Photo by Dr. Tony Johnson
I have a cat.
Since I’m a veterinarian, that probably doesn’t come as a big surprise to many.
But I have a...radioactive cat!
That’s right – I have a dyed-in-the-wool, glowing green, isotope-emitting, half-life-y radioactive cat. And I paid actual money to make him that way.
Crispy, the isotope-y cat of the hour, has had a rough life. He is currently about 15, but at the tender age of 2 or 3, some antisociopathic troglodytic knuckle-dragger with a can of lighter fluid and the will to use it set him aflame (and then was promptly captured and ground down into a fine powder, which I sprinkle on my oatmeal daily...I mean incarcerated. That other part was just a dream of mine.)
Anyway, he was set on fire, but recovered and other than a scarry head that would make Freddy Krueger envious, he’s more or less normal. Normal until a few months ago, when my wife, the smarter and better looking of our little world of two, noticed that the litter boxes were filling up with extra bonus pee and the water dish was getting as dry as a really dry thing (sometimes analogies fail me).
To a veterinarian, drinking too much water and forming too many piss biscuits in the litter box leads us to a short and fairly unhappy list of diseases: diabetes, kidney failure, liver failure, some adrenal gland disorders, hyperthyroidism and a smattering of lesser diseases. So we were a might alarmed, and after a round of Rock-Paper-Scissors to see who would haul him in for blood work (I won), she took him in and we discovered that he was hyperthyroid.

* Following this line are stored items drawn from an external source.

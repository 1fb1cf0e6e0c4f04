pub mod request {
    use crate::utils::pagination::Pagination;

    pub struct Payload {
        pub pagination: Pagination,
    }
}

pub mod response {
    use axum::{extract::Json, http::StatusCode, response::IntoResponse};
    use serde_json::json;

    use crate::{
        modules::user::repository::User,
        utils::{pagination::Paginated, response},
    };

    pub enum Success {
        PaginatedUsers(Paginated<User>),
    }

    impl IntoResponse for Success {
        fn into_response(self) -> axum::response::Response {
            match self {
                Self::PaginatedUsers(users) => (
                    StatusCode::OK,
                    Json(json!({
                        "status": "success",
                        "results": users.items.len(),
                        "data": { "users": users.items },
                        "meta": users.meta,
                    })),
                )
                    .into_response(),
            }
        }
    }

    pub enum Error {
        FailedToFetchUsers,
    }

    impl IntoResponse for Error {
        fn into_response(self) -> axum::response::Response {
            match self {
                Self::FailedToFetchUsers => response::error("Failed to fetch users"),
            }
        }
    }

    pub type Response = Result<Success, Error>;
}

Given the baddies on that list, hyperthyroidism isn’t all that bad. We were secretly hoping for it to be a phenomenon known as "psychogenic polydipsia," which is just medicalese for “he’s drinking more water than he should because he likes to," but as far as diseases go, hyperthyroidism is pretty mild. Except for the radiation, which I will get to in a bit.
When your thyroid gland decides to go all whoopsy and hyper, it's like the accelerator pedal on your metabolism is pressed to the floor. No one really knows what causes it. It’s like one morning, it just wakes up, downs three venti lattes and says “I’m working overtime today!” and starts churning out abnormally high levels of thyroid hormone, the substance that regulates how fast you burn energy. The cause is elusive, and everything from space rays to preservatives in pet food has been blamed, but the reality is in most cases it just does this spontaneously. Most cats with hyperthyroidism lose weight, eat ravenously and drink and pee too much. Crispy, ever the iconoclast, only did the last bit with the water, the peeing and such, but we caught it early and his levels were only mildly high.

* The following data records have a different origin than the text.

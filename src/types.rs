pub use crate::utils::database;
use crate::modules::auth::service::token;
use async_trait::async_trait;
use jsonwebtoken::{DecodingKey, EncodingKey};
use lettre::{AsyncSmtpTransport, Tokio1Executor};
use std::{env, fmt};

#[derive(Clone, Debug, PartialEq)]
pub enum AppEnvironment {
    Production,
    Development,
}

impl AppEnvironment {
    pub fn from(raw_environment: String) -> Self {
        match raw_environment.as_ref() {
            "production" => Self::Production,
            _ => Self::Development,
        }
    }

    pub fn is_production(&self) -> bool {
        *self == Self::Production
    }
}

#[derive(Clone)]
pub struct AppContext {
    pub host: String,
    pub environment: AppEnvironment,
    pub port: u16,
    pub url: String,
    pub cors_origin: String,
    /// Trust `X-Forwarded-For` / `X-Real-IP` for client addresses.
    pub trust_proxy: bool,
}

#[derive(Clone)]
pub struct JwtContext {
    pub encoding_key: EncodingKey,
    pub decoding_key: DecodingKey,
    pub expires_in: chrono::Duration,
    pub cookie_expires_in_days: i64,
}

impl JwtContext {
    pub fn new(secret: &str, expires_in: chrono::Duration, cookie_expires_in_days: i64) -> Self {
        Self {
            encoding_key: EncodingKey::from_secret(secret.as_bytes()),
            decoding_key: DecodingKey::from_secret(secret.as_bytes()),
            expires_in,
            cookie_expires_in_days,
        }
    }
}

/// Outgoing mail. Without a transport, messages are written to the log.
#[derive(Clone)]
pub struct MailContext {
    pub sender: String,
    pub transport: Option<AsyncSmtpTransport<Tokio1Executor>>,
}

#[derive(Clone)]
pub struct Context {
    pub app: AppContext,
    pub db_conn: database::DatabaseConnection,
    pub jwt: JwtContext,
    pub mail: MailContext,
}

#[derive(Clone)]
pub struct DatabaseConfig {
    pub url: String,
}

#[derive(Clone)]
pub struct AppConfig {
    pub host: String,
    pub environment: AppEnvironment,
    pub port: u16,
    pub url: String,
    pub cors_origin: String,
    /// Trust `X-Forwarded-For` / `X-Real-IP` for client addresses.
    pub trust_proxy: bool,
}

#[derive(Clone)]
pub struct JwtConfig {
    pub secret: String,
    pub expires_in: chrono::Duration,
    pub cookie_expires_in_days: i64,
}

#[derive(Clone)]
pub struct MailConfig {
    pub sender: String,
    pub uri: Option<String>,
}

#[derive(Clone)]
pub struct Config {
    pub database: DatabaseConfig,
    pub app: AppConfig,
    pub jwt: JwtConfig,
    pub mail: MailConfig,
}

#[derive(Debug)]
pub enum ConfigError {
    Missing(&'static str),
    Invalid(&'static str, String),
}

impl fmt::Display for ConfigError {
    fn fmt(&self, f: &mut fmt::Formatter<'_>) -> fmt::Result {
        match self {
            Self::Missing(key) => write!(f, "{} not set", key),
            Self::Invalid(key, value) => write!(f, "Invalid value for {}: {}", key, value),
        }
    }
}

impl std::error::Error for ConfigError {}

fn required(key: &'static str) -> Result<String, ConfigError> {
    env::var(key).map_err(|_| ConfigError::Missing(key))
}

fn optional(key: &'static str) -> Option<String> {
    env::var(key).ok().filter(|value| !value.is_empty())
}

impl Config {
    pub fn from_env() -> Result<Self, ConfigError> {
        let database_url = required("DATABASE_URL")?;
        let host = optional("HOST").unwrap_or_else(|| "0.0.0.0".to_string());
        let environment =
            AppEnvironment::from(optional("APP_ENV").unwrap_or_else(|| "development".to_string()));
        let raw_port = optional("PORT").unwrap_or_else(|| "5000".to_string());
        let port = raw_port
            .parse::<u16>()
            .map_err(|_| ConfigError::Invalid("PORT", raw_port.clone()))?;
        let url = optional("APP_URL").unwrap_or_else(|| format!("http://{}:{}", host, port));
        let cors_origin =
            optional("CORS_ORIGIN").unwrap_or_else(|| "http://localhost:3000".to_string());
        let trust_proxy = match optional("TRUST_PROXY").as_deref() {
            None | Some("false") | Some("0") => false,
            Some("true") | Some("1") => true,
            Some(other) => return Err(ConfigError::Invalid("TRUST_PROXY", other.to_string())),
        };

        let jwt_secret = required("JWT_SECRET")?;
        let raw_expires_in = optional("JWT_EXPIRES_IN").unwrap_or_else(|| "90d".to_string());
        let jwt_expires_in = token::parse_duration(&raw_expires_in)
            .ok_or_else(|| ConfigError::Invalid("JWT_EXPIRES_IN", raw_expires_in.clone()))?;
        let raw_cookie_expires_in =
            optional("JWT_COOKIE_EXPIRES_IN").unwrap_or_else(|| "90".to_string());
        let jwt_cookie_expires_in_days = raw_cookie_expires_in
            .parse::<i64>()
            .map_err(|_| ConfigError::Invalid("JWT_COOKIE_EXPIRES_IN", raw_cookie_expires_in.clone()))?;

        let mail_sender = optional("MAIL_SENDER")
            .unwrap_or_else(|| "Restaurant <noreply@restaurant.local>".to_string());
        let mail_uri = optional("MAIL_URI");
        if mail_uri.is_none() && environment.is_production() {
            return Err(ConfigError::Missing("MAIL_URI"));
        }

        Ok(Self {
            database: DatabaseConfig { url: database_url },
            app: AppConfig {
                host,
                environment,
                port,
                url,
                cors_origin,
                trust_proxy,
            },
            jwt: JwtConfig {
                secret: jwt_secret,
                expires_in: jwt_expires_in,
                cookie_expires_in_days: jwt_cookie_expires_in_days,
            },
            mail: MailConfig {
                sender: mail_sender,
                uri: mail_uri,
            },
        })
    }
}

#[derive(Debug)]
pub enum ContextError {
    Database(sqlx::Error),
    Migration(sqlx::migrate::MigrateError),
    Mail(lettre::transport::smtp::Error),
}

impl fmt::Display for ContextError {
    fn fmt(&self, f: &mut fmt::Formatter<'_>) -> fmt::Result {
        match self {
            Self::Database(err) => write!(f, "Failed to connect to database: {}", err),
            Self::Migration(err) => write!(f, "Failed to run database migrations: {}", err),
            Self::Mail(err) => write!(f, "Invalid mail uri: {}", err),
        }
    }
}

impl std::error::Error for ContextError {}

#[async_trait]
pub trait ToContext {
    async fn to_context(self) -> Result<Context, ContextError>;
}

#[async_trait]
impl ToContext for Config {
    async fn to_context(self) -> Result<Context, ContextError> {
        let db_conn = database::connect(
            self.database.url.as_str(),
            &database::RetryPolicy::default(),
        )
        .await
        .map_err(ContextError::Database)?;
        database::migrate(&db_conn)
            .await
            .map_err(ContextError::Migration)?;

        let transport = match self.mail.uri {
            Some(uri) => Some(
                AsyncSmtpTransport::<Tokio1Executor>::from_url(&uri)
                    .map_err(ContextError::Mail)?
                    .build(),
            ),
            None => {
                tracing::warn!("MAIL_URI not set, emails will be logged instead of sent");
                None
            }
        };

        Ok(Context {
            app: AppContext {
                host: self.app.host,
                environment: self.app.environment,
                port: self.app.port,
                url: self.app.url,
                cors_origin: self.app.cors_origin,
                trust_proxy: self.app.trust_proxy,
            },
            db_conn,
            jwt: JwtContext::new(
                &self.jwt.secret,
                self.jwt.expires_in,
                self.jwt.cookie_expires_in_days,
            ),
            mail: MailContext {
                sender: self.mail.sender,
                transport,
            },
        })
    }
}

Years ago, one of the few options for therapy was to have a madman with a scalpel go in and cut the darn hyperactive thing out. The problem is that the thyroid glands sit right atop some important nerves, and, like a game of Operation, has wee little secondary glands within it that get upset when these tiny giblets (creatively known as parathyroid glands) are yanked along with the thyroid gland. There is also a medication called methimazole that is every bit as hard to administer as it is to pronounce. Luckily for Crispy, treatment has advanced of late.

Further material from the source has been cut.